__YOUR OBJECTIVE__. Provide the number of lines in the material below that include the word "PosePublisher", without any accompanying text.

__DATA FOR ANALYSIS__.
-- Opening Marker --
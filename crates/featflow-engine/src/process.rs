use std::sync::Arc;
use std::sync::atomic::{AtomicBool, Ordering};
use std::thread::{self, JoinHandle};

use crossbeam_channel::Receiver;
use serde::{Deserialize, Serialize};
use tracing::{debug, debug_span, info, warn};

use crate::error::EngineError;
use crate::estimator::Estimator;
use crate::messages::{ControlCommand, EstimatorMessage, MessageKind, Timestamp};
use crate::publisher::{
    CanvasPublisher, FullStatePublisher, MapPublisher, PosePublisher, PublishError,
};
use crate::queue::MessageQueue;

#[derive(Debug, Clone, Copy, PartialEq, Serialize, Deserialize)]
#[serde(default)]
pub struct ProcessConfig {
    /// Publish canvases, and poses on inertial messages.
    pub viz: bool,
    pub max_pts_to_publish: usize,
}

impl Default for ProcessConfig {
    fn default() -> Self {
        Self {
            viz: false,
            max_pts_to_publish: 200,
        }
    }
}

/// Optional output sinks; any subset may be registered.
#[derive(Default)]
pub struct Publishers {
    pub canvas: Option<Box<dyn CanvasPublisher>>,
    pub pose: Option<Box<dyn PosePublisher>>,
    pub map: Option<Box<dyn MapPublisher>>,
    pub full_state: Option<Box<dyn FullStatePublisher>>,
}

/// What the loop should do after a message.
#[derive(Debug, Clone, Copy, PartialEq, Eq)]
pub enum Flow {
    Continue,
    Stop,
}

#[derive(Debug, Default, Clone, Copy, PartialEq, Eq)]
pub struct DrainReport {
    pub processed: usize,
    pub failed: usize,
    pub stopped: bool,
}

/// Single-threaded consumer that runs messages against an estimator and
/// routes its outputs to the registered publishers.
pub struct EstimatorProcess<E: Estimator> {
    estimator: E,
    config: ProcessConfig,
    publishers: Publishers,
    halted: bool,
}

impl<E: Estimator> EstimatorProcess<E> {
    pub fn new(estimator: E, config: ProcessConfig) -> Self {
        Self {
            estimator,
            config,
            publishers: Publishers::default(),
            halted: false,
        }
    }

    pub fn with_publishers(mut self, publishers: Publishers) -> Self {
        self.publishers = publishers;
        self
    }

    pub fn set_canvas_publisher(&mut self, publisher: impl CanvasPublisher + 'static) {
        self.publishers.canvas = Some(Box::new(publisher));
    }

    pub fn set_pose_publisher(&mut self, publisher: impl PosePublisher + 'static) {
        self.publishers.pose = Some(Box::new(publisher));
    }

    pub fn set_map_publisher(&mut self, publisher: impl MapPublisher + 'static) {
        self.publishers.map = Some(Box::new(publisher));
    }

    pub fn set_full_state_publisher(&mut self, publisher: impl FullStatePublisher + 'static) {
        self.publishers.full_state = Some(Box::new(publisher));
    }

    pub fn config(&self) -> &ProcessConfig {
        &self.config
    }

    pub fn estimator(&self) -> &E {
        &self.estimator
    }

    pub fn estimator_mut(&mut self) -> &mut E {
        &mut self.estimator
    }

    pub fn into_estimator(self) -> E {
        self.estimator
    }

    pub fn is_halted(&self) -> bool {
        self.halted
    }

    pub fn handle(&mut self, message: EstimatorMessage) -> Result<Flow, EngineError> {
        let ts = message.ts;
        let _span = debug_span!("handle", ts, kind = message.label()).entered();

        match message.kind {
            MessageKind::Control(ControlCommand::Reset) => {
                self.estimator.reset();
                if self.halted {
                    info!(ts, "estimator reset, resuming");
                }
                self.halted = false;
                Ok(Flow::Continue)
            }
            MessageKind::Control(ControlCommand::Stop) => {
                debug!(ts, "stop requested");
                Ok(Flow::Stop)
            }
            MessageKind::Visual(meas) => {
                if self.halted {
                    return Err(EngineError::Halted);
                }
                if let Err(err) = self.estimator.visual_meas(ts, &meas.image) {
                    if matches!(err, EngineError::Tracker(_)) {
                        warn!(ts, %err, "frame rejected, halting until reset");
                        self.halted = true;
                    }
                    return Err(err);
                }
                self.publish_visual(ts);
                Ok(Flow::Continue)
            }
            MessageKind::Inertial(meas) => {
                self.estimator.inertial_meas(ts, meas.gyro, meas.accel);
                if self.config.viz {
                    if let Some(publisher) = self.publishers.pose.as_mut() {
                        let pose = self.estimator.pose();
                        let covariance = self.estimator.pose_covariance();
                        report("pose", ts, publisher.publish_pose(ts, &pose, &covariance));
                    }
                }
                Ok(Flow::Continue)
            }
        }
    }

    fn publish_visual(&mut self, ts: Timestamp) {
        if self.config.viz {
            if let (Some(publisher), Some(canvas)) =
                (self.publishers.canvas.as_mut(), self.estimator.canvas())
            {
                report("canvas", ts, publisher.publish_canvas(ts, canvas));
            }
        }
        if let Some(publisher) = self.publishers.pose.as_mut() {
            let pose = self.estimator.pose();
            let covariance = self.estimator.pose_covariance();
            report("pose", ts, publisher.publish_pose(ts, &pose, &covariance));
        }
        if let Some(publisher) = self.publishers.map.as_mut() {
            let mut map = self.estimator.instate_landmarks(self.config.max_pts_to_publish);
            map.truncate(self.config.max_pts_to_publish);
            report("map", ts, publisher.publish_map(ts, &map));
        }
        if let Some(publisher) = self.publishers.full_state.as_mut() {
            let state = self.estimator.full_state();
            report("full_state", ts, publisher.publish_full_state(ts, &state));
        }
    }

    /// Handles every queued message in timestamp order. Failures are logged
    /// and counted; a stop command ends the drain early.
    pub fn drain(&mut self, queue: &mut MessageQueue) -> DrainReport {
        let mut report = DrainReport::default();
        while let Some(message) = queue.pop() {
            let ts = message.ts;
            match self.handle(message) {
                Ok(Flow::Continue) => report.processed += 1,
                Ok(Flow::Stop) => {
                    report.processed += 1;
                    report.stopped = true;
                    break;
                }
                Err(err) => {
                    warn!(ts, %err, "message failed");
                    report.failed += 1;
                }
            }
        }
        report
    }
}

fn report(channel: &'static str, ts: Timestamp, result: Result<(), PublishError>) {
    if let Err(err) = result {
        warn!(channel, ts, %err, "publish failed");
    }
}

/// What a dispatch worker hands back on join.
pub struct WorkerExit<E: Estimator> {
    pub process: EstimatorProcess<E>,
    /// First frame contract violation the worker hit. Kept even when a later
    /// reset resumed the process.
    pub halt: Option<EngineError>,
    /// Messages that failed, the halting one included.
    pub failed: usize,
}

/// Handle to a worker started by [`spawn_process`].
pub struct ProcessWorker<E: Estimator> {
    handle: JoinHandle<WorkerExit<E>>,
    halted: Arc<AtomicBool>,
}

impl<E: Estimator> ProcessWorker<E> {
    /// Whether the process is currently rejecting frames. Producers should
    /// stop sending visual messages until they send a reset.
    pub fn is_halted(&self) -> bool {
        self.halted.load(Ordering::Acquire)
    }

    pub fn join(self) -> Result<WorkerExit<E>, EngineError> {
        self.handle.join().map_err(|_| EngineError::WorkerPanicked)
    }
}

/// Runs `process` on a worker thread fed by `receiver`.
///
/// Each wake moves every pending message into a timestamp heap and handles
/// the earliest one. The worker exits on a stop command, or once the channel
/// disconnects and the heap is empty.
pub fn spawn_process<E>(
    mut process: EstimatorProcess<E>,
    receiver: Receiver<EstimatorMessage>,
) -> ProcessWorker<E>
where
    E: Estimator + Send + 'static,
{
    let halted = Arc::new(AtomicBool::new(process.is_halted()));
    let flag = Arc::clone(&halted);
    let handle = thread::spawn(move || {
        let mut queue = MessageQueue::new();
        let mut halt = None;
        let mut failed = 0;
        loop {
            if queue.is_empty() {
                match receiver.recv() {
                    Ok(message) => queue.push(message),
                    Err(_) => {
                        debug!("message channel closed");
                        break;
                    }
                }
            }
            queue.extend(receiver.try_iter());

            let Some(message) = queue.pop() else {
                continue;
            };
            let ts = message.ts;
            let result = process.handle(message);
            flag.store(process.is_halted(), Ordering::Release);
            match result {
                Ok(Flow::Continue) => {}
                Ok(Flow::Stop) => break,
                Err(err) => {
                    failed += 1;
                    if halt.is_none() && matches!(err, EngineError::Tracker(_)) {
                        halt = Some(err);
                    } else {
                        warn!(ts, %err, "message failed");
                    }
                }
            }
        }
        WorkerExit {
            process,
            halt,
            failed,
        }
    });
    ProcessWorker { handle, halted }
}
-- Closing Marker --
__ANSWER SECTION__. 3